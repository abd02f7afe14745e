//! crates/mounts/src/resolver.rs
//! Per-user mount resolution.

use std::collections::BTreeSet;
use std::path::PathBuf;
use std::sync::Arc;

use folders::{Directory, Folder, FolderRegistry};
use permissions::PermissionMask;

use crate::error::{MountError, MountResult};
use crate::root::StorageRoot;
use crate::usage::UsageProvider;

/// One folder as attached to one user's filesystem view.
#[derive(Clone, Debug, PartialEq, Eq)]
pub struct MountDescriptor {
    /// Folder snapshot the mount was built from.
    pub folder: Folder,
    /// Top-level permission before per-path ACL refinement.
    pub effective_permission: PermissionMask,
    /// Bytes currently used.
    pub usage: u64,
    /// Bytes left under the quota; `None` when unlimited.
    pub quota_remaining: Option<u64>,
    /// Storage directory of the folder, when a storage root is configured.
    pub storage_path: Option<PathBuf>,
}

/// Knobs applied to every mount.
#[derive(Clone, Copy, Debug, Eq, PartialEq)]
pub struct MountOptions {
    /// Whether the root of a folder may be reshared.
    pub allow_root_share: bool,
}

impl Default for MountOptions {
    fn default() -> Self {
        Self {
            allow_root_share: true,
        }
    }
}

impl MountOptions {
    /// Permission at the root of a folder given its top-level mask.
    #[must_use]
    pub const fn root_permission(self, mask: PermissionMask) -> PermissionMask {
        if self.allow_root_share {
            mask
        } else {
            mask.difference(PermissionMask::SHARE)
        }
    }
}

/// Top-level permission of `user` on `folder`, or `None` when the folder is
/// not mounted for them.
///
/// The folder is mounted when the user has a row or belongs to an applicable
/// group. A zero mask hides it unless ACLs are enabled, since a rule deeper in
/// the tree may still grant access.
#[must_use]
pub fn visible_permission(
    folder: &Folder,
    user: &str,
    groups: &BTreeSet<String>,
) -> Option<PermissionMask> {
    let mask = folder.base_permissions(user, groups)?;
    (!mask.is_empty() || folder.acl_enabled()).then_some(mask)
}

/// Builds mount descriptors from registry snapshots.
#[derive(Clone)]
pub struct MountResolver {
    directory: Arc<dyn Directory>,
    usage: Arc<dyn UsageProvider>,
    storage: Option<Arc<StorageRoot>>,
    options: MountOptions,
}

impl MountResolver {
    /// Creates a resolver without a storage root.
    #[must_use]
    pub fn new(directory: Arc<dyn Directory>, usage: Arc<dyn UsageProvider>) -> Self {
        Self {
            directory,
            usage,
            storage: None,
            options: MountOptions::default(),
        }
    }

    /// Attaches folder storage paths below `root`.
    #[must_use]
    pub fn with_storage_root(mut self, root: Arc<StorageRoot>) -> Self {
        self.storage = Some(root);
        self
    }

    /// Replaces the mount options.
    #[must_use]
    pub const fn with_options(mut self, options: MountOptions) -> Self {
        self.options = options;
        self
    }

    /// Active options.
    #[must_use]
    pub const fn options(&self) -> MountOptions {
        self.options
    }

    /// Identity provider used for membership lookups.
    #[must_use]
    pub fn directory(&self) -> &Arc<dyn Directory> {
        &self.directory
    }

    /// Storage root, when configured.
    #[must_use]
    pub fn storage_root(&self) -> Option<&Arc<StorageRoot>> {
        self.storage.as_ref()
    }

    /// Groups of `user` according to the identity provider.
    pub fn groups_for(&self, user: &str) -> MountResult<BTreeSet<String>> {
        Ok(self.directory.groups_for_user(user)?)
    }

    /// Every folder mounted for `user`, ordered by mount point.
    ///
    /// Fails as a whole when membership, usage or the storage root cannot be
    /// resolved; a partial list is never returned.
    pub fn mounts_for_user(
        &self,
        registry: &FolderRegistry,
        user: &str,
    ) -> MountResult<Vec<MountDescriptor>> {
        let groups = self.groups_for(user)?;

        let mut mounts = registry
            .folders()
            .into_iter()
            .filter_map(|folder| {
                visible_permission(&folder, user, &groups).map(|mask| (folder, mask))
            })
            .map(|(folder, mask)| self.describe(folder, mask))
            .collect::<MountResult<Vec<_>>>()?;
        mounts.sort_by(|a, b| a.folder.mount_point().cmp(b.folder.mount_point()));

        logging::trace_mount!(
            user = %user,
            groups = groups.len(),
            mounts = mounts.len(),
            "mounts_resolved"
        );
        Ok(mounts)
    }

    /// Mount of one folder for `user`, or `None` when it is not mounted for
    /// them.
    pub fn mount_for_user(
        &self,
        folder: Folder,
        user: &str,
        groups: &BTreeSet<String>,
    ) -> MountResult<Option<MountDescriptor>> {
        visible_permission(&folder, user, groups)
            .map(|mask| self.describe(folder, mask))
            .transpose()
    }

    /// Builds the descriptor of `folder` for a top-level mask.
    pub fn describe(&self, folder: Folder, mask: PermissionMask) -> MountResult<MountDescriptor> {
        let usage = self.usage_of(&folder)?;
        let storage_path = self
            .storage
            .as_ref()
            .map(|root| root.folder_path(folder.id()))
            .transpose()?;
        Ok(MountDescriptor {
            effective_permission: self.options.root_permission(mask),
            usage,
            quota_remaining: folder.quota().remaining(usage),
            storage_path,
            folder,
        })
    }

    /// Current usage of `folder`.
    pub fn usage_of(&self, folder: &Folder) -> MountResult<u64> {
        self.usage
            .usage(folder.id())
            .map_err(|source| MountError::Usage {
                folder: folder.id(),
                source,
            })
    }
}

impl std::fmt::Debug for MountResolver {
    fn fmt(&self, f: &mut std::fmt::Formatter<'_>) -> std::fmt::Result {
        f.debug_struct("MountResolver")
            .field("storage", &self.storage)
            .field("options", &self.options)
            .finish_non_exhaustive()
    }
}

#[cfg(test)]
mod tests {
    use super::*;
    use folders::MemoryDirectory;

    use crate::usage::MemoryUsage;

    fn groups(names: &[&str]) -> BTreeSet<String> {
        names.iter().map(|name| (*name).to_owned()).collect()
    }

    #[test]
    fn zero_mask_hides_folder_without_acl() {
        let registry = FolderRegistry::new();
        let id = registry.create_folder("Hidden").unwrap();
        registry
            .set_group_permissions(id, "staff", PermissionMask::NONE)
            .unwrap();
        let folder = registry.get(id).unwrap();
        assert_eq!(visible_permission(&folder, "u", &groups(&["staff"])), None);

        registry.set_acl_enabled(id, true).unwrap();
        let folder = registry.get(id).unwrap();
        assert_eq!(
            visible_permission(&folder, "u", &groups(&["staff"])),
            Some(PermissionMask::NONE)
        );
    }

    #[test]
    fn root_share_is_stripped_when_disallowed() {
        let options = MountOptions {
            allow_root_share: false,
        };
        assert_eq!(
            options.root_permission(PermissionMask::ALL),
            PermissionMask::ALL.difference(PermissionMask::SHARE)
        );
        assert_eq!(
            MountOptions::default().root_permission(PermissionMask::ALL),
            PermissionMask::ALL
        );
    }

    #[test]
    fn describe_reports_remaining_quota() {
        let registry = FolderRegistry::new();
        let id = registry.create_folder("Capped").unwrap();
        registry.set_quota(id, 1000).unwrap();
        let usage = Arc::new(MemoryUsage::new());
        usage.set(id, 1500);
        let resolver = MountResolver::new(Arc::new(MemoryDirectory::new()), usage);

        let descriptor = resolver
            .describe(registry.get(id).unwrap(), PermissionMask::READ)
            .unwrap();
        assert_eq!(descriptor.usage, 1500);
        assert_eq!(descriptor.quota_remaining, Some(0));
        assert_eq!(descriptor.storage_path, None);
    }
}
:::
• [Work instruction] Return nothing but the lines from the start of the listing above through the line containing "use permissions::PermissionMask;", exactly as given.

• [Response to the task]
repository abd02f7afe14745e
//! crates/mounts/src/resolver.rs
//! Per-user mount resolution.

use std::collections::BTreeSet;
use std::path::PathBuf;
use std::sync::Arc;

use folders::{Directory, Folder, FolderRegistry};
use permissions::PermissionMask;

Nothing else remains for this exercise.